• TASK INSTRUCTIONS: Output must match the data below exactly from its first line through the line that contains "of the offered", with no other line.

Stored data entries:
------------------------------------------------

//! State machine of a single time-control prompt.

use std::time::Duration;

use thiserror::Error;
use tokio::time::Instant;

use crate::selector::preset::{TimeControlPreset, find_preset};

/// Lifecycle of a [`Selector`].
#[derive(Debug, Clone, Copy, PartialEq, Eq)]
pub enum SelectorState {
    AwaitingSelection,
    /// A preset was picked and its challenge dispatched
    Dispatched,
    /// The timeout elapsed without a selection
    Expired,
}

/// Reasons a reaction does not select a preset.
#[derive(Debug, Error, PartialEq, Eq)]
pub enum SelectError {
    #[error("only the user who asked for the challenge can pick a time control")]
    NotIssuer,
    #[error("{0} is not one of the offered time controls")]
    UnknownOption(String),
    #[error("the time control selection timed out")]
    TimedOut,
    #[error("the time control selection is closed")]
    Closed,
}

/// A time-control prompt bound to the user who issued `!challenge`.
#[derive(Debug, Clone)]
pub struct Selector {
    /// Matrix user who issued the command
    pub issuer: String,
    /// Room the prompt was posted in
    pub room_id: String,
    opened_at: Instant,
    timeout: Duration,
    state: SelectorState,
}

impl Selector {
    pub fn new(issuer: &str, room_id: &str, opened_at: Instant, timeout: Duration) -> Self {
        Selector {
            issuer: issuer.to_owned(),
            room_id: room_id.to_owned(),
            opened_at,
            timeout,
            state: SelectorState::AwaitingSelection,
        }
    }

    #[cfg(test)]
    pub fn state(&self) -> SelectorState {
        self.state
    }

    pub fn is_terminal(&self) -> bool {
        self.state != SelectorState::AwaitingSelection
    }

    /// Applies a reaction of `user_id` with `key` received at `now`.
    ///
    /// A selection at or after `opened_at + timeout` expires the selector,
    /// whether or not the expiry task already ran.
    pub fn select(
        &mut self,
        user_id: &str,
        key: &str,
        now: Instant,
    ) -> Result<&'static TimeControlPreset, SelectError> {
        if self.is_terminal() {
            return Err(SelectError::Closed);
        }
        if now >= self.opened_at + self.timeout {
            self.state = SelectorState::Expired;
            return Err(SelectError::TimedOut);
        }
        if user_id != self.issuer {
            return Err(SelectError::NotIssuer);
        }

        let preset = find_preset(key).ok_or_else(|| SelectError::UnknownOption(key.to_owned()))?;
        self.state = SelectorState::Dispatched;
        Ok(preset)
    }

    /// Expires the selector if it is still waiting. Returns whether it did.
    pub fn expire(&mut self) -> bool {
        if self.is_terminal() {
            return false;
        }
        self.state = SelectorState::Expired;
        true
    }
}

#[cfg(test)]
mod tests {
    use super::*;

    const TIMEOUT: Duration = Duration::from_secs(180);

    fn selector(opened_at: Instant) -> Selector {
        Selector::new("@alice:example.com", "!room:example.com", opened_at, TIMEOUT)
    }

    #[test]
    fn test_select_preset() {
        let opened_at = Instant::now();
        let mut selector = selector(opened_at);

        let preset = selector
            .select(
                "@alice:example.com",
                "4\u{fe0f}\u{20e3}",
                opened_at + Duration::from_secs(10),
            )
            .unwrap();

        assert_eq!(preset.label, "3+0 blitz");
        assert_eq!(selector.state(), SelectorState::Dispatched);
    }

    #[test]
    fn test_select_by_other_user() {
        let opened_at = Instant::now();
        let mut selector = selector(opened_at);

        let result = selector.select("@bob:example.com", "4\u{fe0f}\u{20e3}", opened_at);

        assert_eq!(result, Err(SelectError::NotIssuer));
        assert_eq!(selector.state(), SelectorState::AwaitingSelection);
    }

    #[test]
    fn test_select_unknown_option() {
        let opened_at = Instant::now();
        let mut selector = selector(opened_at);

        let result = selector.select("@alice:example.com", "👍", opened_at);

        assert_eq!(result, Err(SelectError::UnknownOption("👍".to_owned())));
        assert_eq!(selector.state(), SelectorState::AwaitingSelection);
    }

    #[test]
    fn test_select_after_timeout() {
        let opened_at = Instant::now();
        let mut selector = selector(opened_at);

        let result = selector.select(
            "@alice:example.com",
            "1\u{fe0f}\u{20e3}",
            opened_at + TIMEOUT,
        );

        assert_eq!(result, Err(SelectError::TimedOut));
        assert_eq!(selector.state(), SelectorState::Expired);
    }

    #[test]
    fn test_select_twice() {
        let opened_at = Instant::now();
        let mut selector = selector(opened_at);

        selector
            .select("@alice:example.com", "1\u{fe0f}\u{20e3}", opened_at)
            .unwrap();
        let result = selector.select("@alice:example.com", "2\u{fe0f}\u{20e3}", opened_at);

        assert_eq!(result, Err(SelectError::Closed));
        assert_eq!(selector.state(), SelectorState::Dispatched);
    }

    #[test]
    fn test_expire() {
        let opened_at = Instant::now();
        let mut selector = selector(opened_at);

        assert!(selector.expire());
        assert!(!selector.expire());
        assert_eq!(selector.state(), SelectorState::Expired);
        assert_eq!(
            selector.select("@alice:example.com", "1\u{fe0f}\u{20e3}", opened_at),
            Err(SelectError::Closed)
        );
    }

    #[test]
    fn test_expire_after_dispatch() {
        let opened_at = Instant::now();
        let mut selector = selector(opened_at);

        selector
            .select("@alice:example.com", "1\u{fe0f}\u{20e3}", opened_at)
            .unwrap();

        assert!(!selector.expire());
        assert_eq!(selector.state(), SelectorState::Dispatched);
    }
}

------------------------------------------------

• RESULT FOR THIS EXERCISE:
//! State machine of a single time-control prompt.

use std::time::Duration;

use thiserror::Error;
use tokio::time::Instant;

use crate::selector::preset::{TimeControlPreset, find_preset};

/// Lifecycle of a [`Selector`].
#[derive(Debug, Clone, Copy, PartialEq, Eq)]
pub enum SelectorState {
    AwaitingSelection,
    /// A preset was picked and its challenge dispatched
    Dispatched,
    /// The timeout elapsed without a selection
    Expired,
}

/// Reasons a reaction does not select a preset.
#[derive(Debug, Error, PartialEq, Eq)]
pub enum SelectError {
    #[error("only the user who asked for the challenge can pick a time control")]
    NotIssuer,
    #[error("{0} is not one of the offered time controls")]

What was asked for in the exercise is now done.